I’ve been working with Ruby on Rails for a few months, but not as much as I’d like, mainly because I have many duties beyond just typing code into a text editor. That’s unfortunate, because I enjoy coding. I have lots of experience with many other languages, so Ruby on Rails was easy to pick up. If you know Java and Perl, you can pick up enough Ruby to get things done in hours.

Unfortunately, as an experienced developer I feel like it’s not enough to write Ruby. I need to write idiomatic Ruby. I need to write Ruby code that looks like it was written by someone who really knows Ruby, and who has worked with other Ruby developers. I want my code to be clean and readable and maintainable. I don’t want people who look at my code to say, “That dude is obviously a Java developer who dabbles in Ruby.”

The thing is, there’s no way to get to that point without just hacking.
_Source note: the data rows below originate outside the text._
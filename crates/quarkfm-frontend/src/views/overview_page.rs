use gpui::{
    AppContext, Context, Entity, IntoElement, ParentElement, Render, Styled, Window, div,
    prelude::FluentBuilder,
};
use gpui_component::{
    ActiveTheme, Disableable, IconName, StyledExt,
    button::{Button, ButtonVariants},
    group_box::{GroupBox, GroupBoxVariants},
};
use quarkfm_bridge::classification::ScanSummary;

use crate::{
    Services,
    components::{
        settings_item::SettingsItem, status_indicator::StatusIndicator, submit_button::submit_button,
    },
    entities::{
        DataEntities, classification_entity::ClassificationEntity, settings_entity::SettingsEntity,
    },
    forms::AutoSubmitForm,
    views::spawn_submission,
};

/// Number of scanned files listed by name.
const LISTED_FILES: usize = 8;

pub struct OverviewPage {
    services: Services,
    settings: Entity<SettingsEntity>,
    classification: Entity<ClassificationEntity>,
    status_indicator: Entity<StatusIndicator>,
    check_form: AutoSubmitForm,
    start_form: AutoSubmitForm,
}

impl OverviewPage {
    pub fn new(services: &Services, data: &DataEntities, cx: &mut Context<Self>) -> Self {
        cx.observe(&data.settings, |_, _, cx| cx.notify()).detach();
        cx.observe(&data.classification, |_, _, cx| cx.notify())
            .detach();

        Self {
            services: services.clone(),
            settings: data.settings.clone(),
            classification: data.classification.clone(),
            status_indicator: cx.new(|cx| StatusIndicator::new(data, cx)),
            check_form: AutoSubmitForm::get("/api/check", "Check API"),
            start_form: AutoSubmitForm::post("/api/classify/start", "Start classification"),
        }
    }

    fn check_api(&mut self, cx: &mut Context<Self>) {
        let Some(request) = self.check_form.submit(Vec::<(String, String)>::new()) else {
            return;
        };
        cx.notify();

        let bridge = self.services.bridge.clone();
        spawn_submission(
            &self.services,
            cx,
            async move { bridge.submit_form(request).await },
            |this| &mut this.check_form,
            |_, _| {},
        );
    }

    fn start_classification(&mut self, cx: &mut Context<Self>) {
        let Some(request) = self.start_form.submit(Vec::<(String, String)>::new()) else {
            return;
        };
        cx.notify();

        let bridge = self.services.bridge.clone();
        spawn_submission(
            &self.services,
            cx,
            async move { bridge.submit_form(request).await },
            |this| &mut this.start_form,
            |this, cx| {
                let bridge = this.services.bridge.clone();
                cx.spawn(async move |_, _| bridge.watch_classification().await)
                    .detach();
            },
        );
    }

    fn render_summary(summary: &ScanSummary, cx: &Context<Self>) -> impl IntoElement {
        let hidden = summary.files.len().saturating_sub(LISTED_FILES);

        div()
            .flex()
            .flex_col()
            .gap_1()
            .child(format!(
                "{} files in {} batches, {} categories",
                summary.count, summary.batches, summary.categories
            ))
            .children(
                summary
                    .files
                    .iter()
                    .take(LISTED_FILES)
                    .map(|file| div().text_sm().child(file.clone())),
            )
            .when(hidden > 0, |this| {
                this.child(
                    div()
                        .text_sm()
                        .text_color(cx.theme().muted_foreground)
                        .child(format!("and {hidden} more")),
                )
            })
    }
}

impl Render for OverviewPage {
    fn render(&mut self, _: &mut Window, cx: &mut Context<Self>) -> impl IntoElement {
        let server_url = self.settings.read(cx).client.server_url.clone();
        let classification = self.classification.read(cx);
        let running = classification.is_running();
        let summary = classification.summary.clone();

        div()
            .flex()
            .flex_col()
            .gap_6()
            .child(div().child("Overview").text_2xl().font_bold())
            .child(
                GroupBox::new()
                    .outline()
                    .child(div().child("Server").text_xl().font_bold())
                    .child(
                        SettingsItem::new("Address")
                            .description("Change it on the configuration page")
                            .child(server_url),
                    )
                    .child(
                        div().child(
                            submit_button("check_api", &self.check_form)
                                .icon(IconName::Globe)
                                .on_click(cx.listener(|this, _, _, cx| this.check_api(cx))),
                        ),
                    ),
            )
            .child(
                GroupBox::new()
                    .outline()
                    .child(div().child("Files").text_xl().font_bold())
                    .when_some(summary, |this, summary| {
                        this.child(Self::render_summary(&summary, cx))
                    })
                    .child(
                        div()
                            .flex()
                            .gap_3()
                            .child(
                                Button::new("scan_files")
                                    .outline()
                                    .icon(IconName::Search)
                                    .label("Scan files")
                                    .disabled(running)
                                    .on_click(cx.listener(|this, _, _, cx| {
                                        let bridge = this.services.bridge.clone();
                                        cx.spawn(async move |_, _| bridge.scan_files().await)
                                            .detach();
                                    })),
                            )
                            .child(
                                submit_button("start_classification", &self.start_form)
                                    .disabled(running || self.start_form.is_submitting())
                                    .on_click(cx.listener(|this, _, _, cx| {
                                        this.start_classification(cx)
                                    })),
                            ),
                    )
                    .child(self.status_indicator.clone()),
            )
    }
}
You can read all the books you can find. You can search the Rails wiki for examples. You can search mailing list archives. But when you’re starting out, if you want to get things done you have to do the best you can and put the aesthetics on the back burner. The beauty of refactoring is that you can just make your code work at first and worry about making it elegant later.

I keep forgetting this lesson, and just had to re-teach it to myself again last night.

2 Comments

  1. Danny O'Brien

    May 5, 2006 at 1:09 am

    I’m in much the same position, but one thing I find useful these days is that if I’m doing test-first work, then I can hack out something dreadful first pass, and then fiddle around with it a little to see what works and what doesn’t. So I’ll gradually drop in more ruby idioms like “yield” blocks and duck-typing, but only after my own first version works.

    It saves you diving down that rathole where you’re trying to do the right thing, but it doesn’t work, so you try something else, and that doesn’t either, and finally you end up with about fifteen half-understood idioms all smershed up, and nothing working.